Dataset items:

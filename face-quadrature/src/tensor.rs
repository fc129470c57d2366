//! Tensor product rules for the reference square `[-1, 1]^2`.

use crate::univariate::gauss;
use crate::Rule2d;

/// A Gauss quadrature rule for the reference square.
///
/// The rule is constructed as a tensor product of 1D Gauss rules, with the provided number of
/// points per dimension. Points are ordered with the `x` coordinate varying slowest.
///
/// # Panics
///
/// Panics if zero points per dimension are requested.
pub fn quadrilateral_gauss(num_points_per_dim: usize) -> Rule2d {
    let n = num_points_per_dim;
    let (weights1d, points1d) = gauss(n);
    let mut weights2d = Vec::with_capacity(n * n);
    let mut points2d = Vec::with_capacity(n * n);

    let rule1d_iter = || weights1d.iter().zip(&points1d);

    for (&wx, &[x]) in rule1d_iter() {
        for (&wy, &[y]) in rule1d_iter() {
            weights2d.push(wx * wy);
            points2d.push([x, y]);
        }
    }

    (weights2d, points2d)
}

...

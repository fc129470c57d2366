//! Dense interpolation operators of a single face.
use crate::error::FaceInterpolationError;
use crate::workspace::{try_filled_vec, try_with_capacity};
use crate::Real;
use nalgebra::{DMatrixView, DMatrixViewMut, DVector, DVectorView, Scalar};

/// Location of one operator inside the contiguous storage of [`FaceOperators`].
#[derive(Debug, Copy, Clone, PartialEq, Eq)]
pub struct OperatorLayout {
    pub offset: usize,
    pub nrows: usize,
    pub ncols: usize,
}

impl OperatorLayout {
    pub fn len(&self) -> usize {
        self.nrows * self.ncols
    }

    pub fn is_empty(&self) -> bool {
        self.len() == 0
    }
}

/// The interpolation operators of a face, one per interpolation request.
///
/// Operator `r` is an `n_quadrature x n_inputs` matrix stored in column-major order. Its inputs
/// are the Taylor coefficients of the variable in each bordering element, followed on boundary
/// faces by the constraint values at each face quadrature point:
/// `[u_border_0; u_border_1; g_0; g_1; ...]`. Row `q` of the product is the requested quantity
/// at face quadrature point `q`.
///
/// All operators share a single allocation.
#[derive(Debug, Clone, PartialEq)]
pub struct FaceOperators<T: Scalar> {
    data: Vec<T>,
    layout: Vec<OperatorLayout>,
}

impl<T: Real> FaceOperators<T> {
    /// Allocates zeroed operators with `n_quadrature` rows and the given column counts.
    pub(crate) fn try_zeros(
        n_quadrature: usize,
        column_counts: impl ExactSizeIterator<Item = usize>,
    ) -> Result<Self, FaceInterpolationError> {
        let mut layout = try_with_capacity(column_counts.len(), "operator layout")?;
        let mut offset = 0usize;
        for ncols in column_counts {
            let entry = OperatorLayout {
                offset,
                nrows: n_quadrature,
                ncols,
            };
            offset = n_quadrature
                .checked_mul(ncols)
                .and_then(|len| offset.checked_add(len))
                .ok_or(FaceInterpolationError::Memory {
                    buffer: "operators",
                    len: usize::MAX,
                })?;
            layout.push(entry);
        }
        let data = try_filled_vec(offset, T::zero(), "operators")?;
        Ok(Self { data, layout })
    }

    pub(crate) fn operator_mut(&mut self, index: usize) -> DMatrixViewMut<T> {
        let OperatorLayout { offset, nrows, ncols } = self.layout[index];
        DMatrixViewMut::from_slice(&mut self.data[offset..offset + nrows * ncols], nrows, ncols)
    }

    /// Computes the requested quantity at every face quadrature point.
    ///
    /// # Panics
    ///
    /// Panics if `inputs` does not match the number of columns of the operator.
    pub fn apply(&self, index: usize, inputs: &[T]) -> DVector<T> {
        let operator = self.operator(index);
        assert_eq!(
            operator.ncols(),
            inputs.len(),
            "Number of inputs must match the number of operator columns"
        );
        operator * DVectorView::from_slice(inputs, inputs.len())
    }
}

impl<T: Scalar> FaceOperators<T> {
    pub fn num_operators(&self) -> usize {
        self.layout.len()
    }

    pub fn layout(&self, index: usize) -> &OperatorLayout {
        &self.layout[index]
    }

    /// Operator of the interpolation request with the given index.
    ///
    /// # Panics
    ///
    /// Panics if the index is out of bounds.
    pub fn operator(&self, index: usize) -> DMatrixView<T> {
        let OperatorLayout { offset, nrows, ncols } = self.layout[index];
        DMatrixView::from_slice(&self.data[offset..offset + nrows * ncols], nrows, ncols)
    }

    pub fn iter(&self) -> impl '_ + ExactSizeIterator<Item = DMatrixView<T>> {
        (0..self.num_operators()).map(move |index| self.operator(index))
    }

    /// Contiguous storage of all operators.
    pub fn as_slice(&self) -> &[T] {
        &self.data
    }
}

==

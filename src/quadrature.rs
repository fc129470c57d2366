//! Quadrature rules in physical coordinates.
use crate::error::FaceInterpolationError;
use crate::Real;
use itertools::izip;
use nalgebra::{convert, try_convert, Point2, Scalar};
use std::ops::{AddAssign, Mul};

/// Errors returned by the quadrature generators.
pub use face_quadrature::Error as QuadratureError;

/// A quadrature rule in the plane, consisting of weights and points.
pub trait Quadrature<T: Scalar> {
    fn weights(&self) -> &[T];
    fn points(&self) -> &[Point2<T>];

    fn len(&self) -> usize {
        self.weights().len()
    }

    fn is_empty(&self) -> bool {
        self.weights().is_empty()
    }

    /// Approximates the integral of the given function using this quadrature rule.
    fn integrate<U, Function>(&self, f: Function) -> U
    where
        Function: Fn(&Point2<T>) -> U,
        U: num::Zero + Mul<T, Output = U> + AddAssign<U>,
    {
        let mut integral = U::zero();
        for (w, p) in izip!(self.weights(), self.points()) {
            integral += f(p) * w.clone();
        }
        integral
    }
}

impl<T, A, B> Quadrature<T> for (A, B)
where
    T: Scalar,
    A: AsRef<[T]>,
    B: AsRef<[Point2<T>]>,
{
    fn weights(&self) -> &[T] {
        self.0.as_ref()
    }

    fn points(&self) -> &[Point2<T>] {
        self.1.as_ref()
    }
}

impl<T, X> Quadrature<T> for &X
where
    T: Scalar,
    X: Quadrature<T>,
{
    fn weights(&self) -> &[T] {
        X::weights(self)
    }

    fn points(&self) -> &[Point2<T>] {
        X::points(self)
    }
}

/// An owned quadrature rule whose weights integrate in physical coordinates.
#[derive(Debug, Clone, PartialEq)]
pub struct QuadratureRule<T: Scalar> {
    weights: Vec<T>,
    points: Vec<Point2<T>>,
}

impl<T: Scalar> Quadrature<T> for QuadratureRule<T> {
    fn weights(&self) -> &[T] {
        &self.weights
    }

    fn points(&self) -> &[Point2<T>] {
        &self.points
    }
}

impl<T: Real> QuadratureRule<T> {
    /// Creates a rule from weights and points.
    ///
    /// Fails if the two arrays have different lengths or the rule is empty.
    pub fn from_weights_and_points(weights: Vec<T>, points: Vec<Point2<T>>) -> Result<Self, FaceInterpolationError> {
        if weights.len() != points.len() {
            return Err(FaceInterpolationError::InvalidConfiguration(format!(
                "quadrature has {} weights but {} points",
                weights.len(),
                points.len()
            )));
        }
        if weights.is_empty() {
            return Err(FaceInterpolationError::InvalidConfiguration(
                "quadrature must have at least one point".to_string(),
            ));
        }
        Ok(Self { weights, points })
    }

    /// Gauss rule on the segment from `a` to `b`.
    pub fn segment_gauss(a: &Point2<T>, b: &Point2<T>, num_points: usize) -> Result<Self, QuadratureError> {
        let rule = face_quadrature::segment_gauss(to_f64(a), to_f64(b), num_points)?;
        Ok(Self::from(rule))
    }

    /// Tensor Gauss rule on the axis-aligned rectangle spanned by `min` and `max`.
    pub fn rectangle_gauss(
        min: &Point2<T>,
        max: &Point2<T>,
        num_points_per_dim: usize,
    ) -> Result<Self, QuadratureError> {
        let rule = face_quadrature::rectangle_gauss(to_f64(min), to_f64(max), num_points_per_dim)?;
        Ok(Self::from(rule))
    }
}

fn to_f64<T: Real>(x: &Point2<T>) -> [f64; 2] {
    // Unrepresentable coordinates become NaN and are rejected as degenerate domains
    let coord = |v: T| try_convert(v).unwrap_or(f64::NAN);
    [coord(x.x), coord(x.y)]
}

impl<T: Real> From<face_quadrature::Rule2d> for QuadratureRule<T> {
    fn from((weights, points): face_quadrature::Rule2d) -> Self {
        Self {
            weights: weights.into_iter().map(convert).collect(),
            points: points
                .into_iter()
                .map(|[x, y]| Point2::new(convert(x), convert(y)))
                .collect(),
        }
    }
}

**Exercise directions:** Write out exactly the lines that fall from the line with "must have at" to the line with "on the segment" in the records above, keeping both ends.

**Solution below:**
                "quadrature must have at least one point".to_string(),
            ));
        }
        Ok(Self { weights, points })
    }

    /// Gauss rule on the segment from `a` to `b`.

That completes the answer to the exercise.